For all its shocking developments, “Evacuation” still doesn’t completely hold up as an episode. The cold open, which finds Hannah interviewing a subject played by Tracey Ullman, hits on an important thematic idea. Hannah is introduced to the idea that writing is not about walling yourself off from the outside world, but rather about engaging with it fully, even if that means the actual written output is intermittent. But because of where the scene lands, it feels superfluous, like it’s more about Ullman’s availability for a brief cameo appearance.

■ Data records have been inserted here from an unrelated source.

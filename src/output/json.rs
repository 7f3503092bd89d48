//! JSON output for batch results.

use super::ResultRow;

/// Render results as a pretty-printed JSON array.
pub fn render_json(results: &[ResultRow]) -> String {
    serde_json::to_string_pretty(results).unwrap_or_else(|_| "[]".to_string())
}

There’s no sense of continuity between the cold open and what comes next, and the entire episode is similarly jarring.
Hannah and Ray carry heavy loads in this episode, and to a lesser degree, so does Marnie, who endures a counseling session with Desi and a facilitator who has no interest in Marnie’s perspective on the failed marriage. The plot is dour and needs leavening, but everything involving Adam and Jessa felt completely wrong, as if it belonged in another episode, if not another show entirely. I can’t put into words how much I hate the idea of Adam and Jessa trying to mine the genesis of their dysfunctional relationship into the next Sundance sensation. The Adam-Jessa-Hannah love triangle frankly isn’t as interesting as the players in it seem to think it is, and maybe the punishment for Adam and Jessa’s betrayal is that they’re now doomed to think their garden-variety fuckery is the stuff of great art.
At least Hannah has been disabused of this notion, despite turning that story of heartbreak into a well-received New York Times column. She arrives home from the hospital, still uncomfortable and now weighed down by the choice ahead of her. A giddy Adam and Jessa confront her in the lobby of their building and ask her permission to turn their story into a film, and Hannah doesn’t have the energy. “Just do whatever you want,” says Hannah, in a rare moment of healthy perspective. Hannah already seems a little more grown up at the end of the episode than she did at the beginning, but life-and-death stakes will do that to you.
Stray observations
- Joshua was in a bad spot with Hannah and couldn’t really win for losing, but I wish he hadn’t been so paternalistic and weird. I was proud of Hannah for rejecting his hug.
- In addition to mourning Tommy and Hermie, Ray is mourning his relationship with Marnie, which he finally seems to realize isn’t what he thought it was.
- “I want to die in the mouth of a lion with you,” says Marnie, hoping he’ll recite bad poetry back to her like her other man does.